Task goal: Find how many lines in the listing below include the word "pool". Give that number only.

**** Material for this exercise ****

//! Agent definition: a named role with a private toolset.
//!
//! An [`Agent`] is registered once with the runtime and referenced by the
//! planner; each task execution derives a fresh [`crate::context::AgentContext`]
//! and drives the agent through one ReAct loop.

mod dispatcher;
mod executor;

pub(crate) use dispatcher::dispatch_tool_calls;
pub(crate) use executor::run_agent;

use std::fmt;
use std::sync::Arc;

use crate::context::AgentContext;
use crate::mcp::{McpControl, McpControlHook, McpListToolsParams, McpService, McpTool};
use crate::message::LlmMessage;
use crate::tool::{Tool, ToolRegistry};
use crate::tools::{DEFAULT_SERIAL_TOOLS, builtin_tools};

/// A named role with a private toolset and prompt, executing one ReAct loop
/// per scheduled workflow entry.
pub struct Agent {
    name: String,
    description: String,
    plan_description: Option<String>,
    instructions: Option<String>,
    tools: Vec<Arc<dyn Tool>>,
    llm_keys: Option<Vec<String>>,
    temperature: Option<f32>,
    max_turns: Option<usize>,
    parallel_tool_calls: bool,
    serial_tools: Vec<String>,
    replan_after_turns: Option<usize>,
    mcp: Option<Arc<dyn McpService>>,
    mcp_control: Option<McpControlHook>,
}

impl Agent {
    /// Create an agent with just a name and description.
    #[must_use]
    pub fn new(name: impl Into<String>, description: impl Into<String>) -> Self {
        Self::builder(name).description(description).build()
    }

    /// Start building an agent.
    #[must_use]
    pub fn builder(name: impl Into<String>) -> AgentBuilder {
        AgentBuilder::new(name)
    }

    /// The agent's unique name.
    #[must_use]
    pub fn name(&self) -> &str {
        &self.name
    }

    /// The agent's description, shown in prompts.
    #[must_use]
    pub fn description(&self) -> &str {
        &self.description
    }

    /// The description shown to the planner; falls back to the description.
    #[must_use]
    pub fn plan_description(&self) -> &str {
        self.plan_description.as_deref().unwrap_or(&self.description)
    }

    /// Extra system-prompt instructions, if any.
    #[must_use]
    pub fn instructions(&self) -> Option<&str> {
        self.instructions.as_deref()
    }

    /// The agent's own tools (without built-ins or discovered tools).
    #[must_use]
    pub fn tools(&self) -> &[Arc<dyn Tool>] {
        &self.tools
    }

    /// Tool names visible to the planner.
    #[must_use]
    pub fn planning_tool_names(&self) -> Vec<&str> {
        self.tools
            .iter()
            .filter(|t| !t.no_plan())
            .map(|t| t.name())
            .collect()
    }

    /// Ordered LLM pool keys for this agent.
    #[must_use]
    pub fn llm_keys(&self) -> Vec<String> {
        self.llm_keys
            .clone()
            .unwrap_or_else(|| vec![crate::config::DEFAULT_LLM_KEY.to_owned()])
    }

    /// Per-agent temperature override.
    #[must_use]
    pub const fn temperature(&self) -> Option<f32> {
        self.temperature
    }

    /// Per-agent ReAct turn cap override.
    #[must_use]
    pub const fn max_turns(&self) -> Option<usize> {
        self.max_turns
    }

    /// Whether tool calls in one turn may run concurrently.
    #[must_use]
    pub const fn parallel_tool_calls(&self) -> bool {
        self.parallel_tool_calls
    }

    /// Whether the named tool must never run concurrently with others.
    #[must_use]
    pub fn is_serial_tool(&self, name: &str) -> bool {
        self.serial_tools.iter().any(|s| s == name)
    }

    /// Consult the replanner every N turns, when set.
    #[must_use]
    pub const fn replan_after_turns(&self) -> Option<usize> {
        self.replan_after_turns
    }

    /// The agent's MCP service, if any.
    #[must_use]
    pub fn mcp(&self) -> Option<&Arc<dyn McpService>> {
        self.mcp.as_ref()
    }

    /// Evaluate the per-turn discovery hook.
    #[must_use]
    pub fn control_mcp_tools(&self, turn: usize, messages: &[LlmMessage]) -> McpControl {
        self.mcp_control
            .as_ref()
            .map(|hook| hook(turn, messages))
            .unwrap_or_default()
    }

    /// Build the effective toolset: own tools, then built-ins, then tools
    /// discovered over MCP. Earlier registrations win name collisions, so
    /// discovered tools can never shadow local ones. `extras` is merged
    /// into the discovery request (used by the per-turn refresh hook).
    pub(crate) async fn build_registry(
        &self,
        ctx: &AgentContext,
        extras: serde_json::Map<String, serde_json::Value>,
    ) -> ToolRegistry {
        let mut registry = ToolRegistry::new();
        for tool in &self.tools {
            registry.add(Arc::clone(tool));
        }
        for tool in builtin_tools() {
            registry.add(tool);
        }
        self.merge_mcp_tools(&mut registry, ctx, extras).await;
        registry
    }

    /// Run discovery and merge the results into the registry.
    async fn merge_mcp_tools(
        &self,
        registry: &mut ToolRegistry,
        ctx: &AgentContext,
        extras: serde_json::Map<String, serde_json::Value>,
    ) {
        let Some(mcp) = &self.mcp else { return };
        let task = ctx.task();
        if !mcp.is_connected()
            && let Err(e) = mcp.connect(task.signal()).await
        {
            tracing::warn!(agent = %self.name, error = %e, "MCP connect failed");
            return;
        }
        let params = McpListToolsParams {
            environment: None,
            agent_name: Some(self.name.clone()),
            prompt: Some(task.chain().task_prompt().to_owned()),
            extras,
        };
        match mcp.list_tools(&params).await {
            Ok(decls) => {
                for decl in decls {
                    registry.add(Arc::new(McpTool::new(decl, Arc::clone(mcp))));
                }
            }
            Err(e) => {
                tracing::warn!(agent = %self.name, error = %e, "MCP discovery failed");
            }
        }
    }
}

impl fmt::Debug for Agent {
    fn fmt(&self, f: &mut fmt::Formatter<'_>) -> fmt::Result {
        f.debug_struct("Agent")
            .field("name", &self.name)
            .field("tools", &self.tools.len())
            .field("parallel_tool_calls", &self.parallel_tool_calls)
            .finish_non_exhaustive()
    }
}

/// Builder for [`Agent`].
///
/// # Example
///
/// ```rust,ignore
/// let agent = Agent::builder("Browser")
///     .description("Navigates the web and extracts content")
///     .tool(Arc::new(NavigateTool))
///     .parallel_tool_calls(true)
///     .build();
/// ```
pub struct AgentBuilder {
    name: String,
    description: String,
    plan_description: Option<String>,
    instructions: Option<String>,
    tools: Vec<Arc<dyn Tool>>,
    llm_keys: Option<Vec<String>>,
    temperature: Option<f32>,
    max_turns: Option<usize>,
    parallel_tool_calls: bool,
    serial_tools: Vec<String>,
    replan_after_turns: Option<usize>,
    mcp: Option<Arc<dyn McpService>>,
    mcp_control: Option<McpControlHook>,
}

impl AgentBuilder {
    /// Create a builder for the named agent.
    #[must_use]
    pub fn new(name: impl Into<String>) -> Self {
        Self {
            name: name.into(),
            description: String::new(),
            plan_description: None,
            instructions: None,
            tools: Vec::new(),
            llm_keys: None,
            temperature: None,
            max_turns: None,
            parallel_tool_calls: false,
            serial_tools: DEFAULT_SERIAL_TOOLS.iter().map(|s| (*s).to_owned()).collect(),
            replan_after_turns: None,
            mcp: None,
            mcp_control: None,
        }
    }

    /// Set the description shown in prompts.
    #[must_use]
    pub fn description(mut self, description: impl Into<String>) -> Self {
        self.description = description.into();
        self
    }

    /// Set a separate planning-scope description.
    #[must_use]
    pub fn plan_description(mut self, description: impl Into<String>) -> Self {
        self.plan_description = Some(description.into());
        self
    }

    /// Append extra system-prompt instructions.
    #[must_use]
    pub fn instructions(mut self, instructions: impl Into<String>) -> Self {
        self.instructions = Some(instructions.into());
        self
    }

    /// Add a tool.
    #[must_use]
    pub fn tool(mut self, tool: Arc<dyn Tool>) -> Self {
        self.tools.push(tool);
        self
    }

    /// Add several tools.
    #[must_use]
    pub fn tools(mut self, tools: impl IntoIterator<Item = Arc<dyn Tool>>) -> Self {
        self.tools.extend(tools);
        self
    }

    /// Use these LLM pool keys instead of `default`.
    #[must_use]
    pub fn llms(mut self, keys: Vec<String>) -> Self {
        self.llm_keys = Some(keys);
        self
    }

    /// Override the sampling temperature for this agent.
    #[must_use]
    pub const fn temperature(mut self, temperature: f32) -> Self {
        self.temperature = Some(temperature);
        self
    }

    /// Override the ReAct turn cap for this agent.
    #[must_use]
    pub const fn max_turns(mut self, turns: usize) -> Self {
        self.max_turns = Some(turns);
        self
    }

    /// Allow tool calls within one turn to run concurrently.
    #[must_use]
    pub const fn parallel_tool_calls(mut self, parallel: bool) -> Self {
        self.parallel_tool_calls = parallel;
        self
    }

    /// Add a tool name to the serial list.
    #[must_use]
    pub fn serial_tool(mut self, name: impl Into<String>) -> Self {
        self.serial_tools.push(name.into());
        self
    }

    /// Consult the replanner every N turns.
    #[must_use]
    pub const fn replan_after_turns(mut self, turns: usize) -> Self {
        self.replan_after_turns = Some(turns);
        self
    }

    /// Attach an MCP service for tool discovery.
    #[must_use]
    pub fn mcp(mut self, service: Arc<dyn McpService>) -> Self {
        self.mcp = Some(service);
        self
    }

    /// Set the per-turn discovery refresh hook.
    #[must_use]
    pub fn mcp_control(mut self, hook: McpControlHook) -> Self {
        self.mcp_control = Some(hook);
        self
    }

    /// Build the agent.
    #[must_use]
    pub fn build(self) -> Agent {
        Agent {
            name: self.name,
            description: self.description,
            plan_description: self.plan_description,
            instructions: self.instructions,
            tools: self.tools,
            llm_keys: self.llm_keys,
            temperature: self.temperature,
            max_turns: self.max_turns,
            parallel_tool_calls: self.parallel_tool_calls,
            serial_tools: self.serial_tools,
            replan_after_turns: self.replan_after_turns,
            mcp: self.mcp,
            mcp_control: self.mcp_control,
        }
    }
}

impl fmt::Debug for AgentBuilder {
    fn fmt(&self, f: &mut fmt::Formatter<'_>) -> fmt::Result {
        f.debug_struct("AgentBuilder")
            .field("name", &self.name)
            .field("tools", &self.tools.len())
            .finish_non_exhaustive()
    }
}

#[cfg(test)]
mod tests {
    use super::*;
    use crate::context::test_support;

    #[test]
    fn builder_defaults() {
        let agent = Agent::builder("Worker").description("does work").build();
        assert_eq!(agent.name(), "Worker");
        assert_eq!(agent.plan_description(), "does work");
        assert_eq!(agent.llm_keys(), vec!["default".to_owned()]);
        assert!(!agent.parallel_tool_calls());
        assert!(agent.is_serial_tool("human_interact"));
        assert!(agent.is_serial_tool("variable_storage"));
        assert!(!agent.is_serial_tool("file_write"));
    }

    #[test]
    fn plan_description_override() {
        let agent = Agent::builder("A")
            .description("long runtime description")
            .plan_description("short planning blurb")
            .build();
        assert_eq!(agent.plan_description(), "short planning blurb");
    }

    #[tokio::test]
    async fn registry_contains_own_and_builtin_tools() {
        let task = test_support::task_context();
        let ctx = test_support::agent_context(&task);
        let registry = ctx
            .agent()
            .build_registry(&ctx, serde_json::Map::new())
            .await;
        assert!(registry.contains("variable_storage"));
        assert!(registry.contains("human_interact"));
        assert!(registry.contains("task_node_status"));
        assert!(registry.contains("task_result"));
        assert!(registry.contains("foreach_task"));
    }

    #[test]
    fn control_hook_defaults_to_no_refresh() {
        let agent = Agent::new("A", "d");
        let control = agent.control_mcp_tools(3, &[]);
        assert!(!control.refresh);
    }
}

****

Task response: 2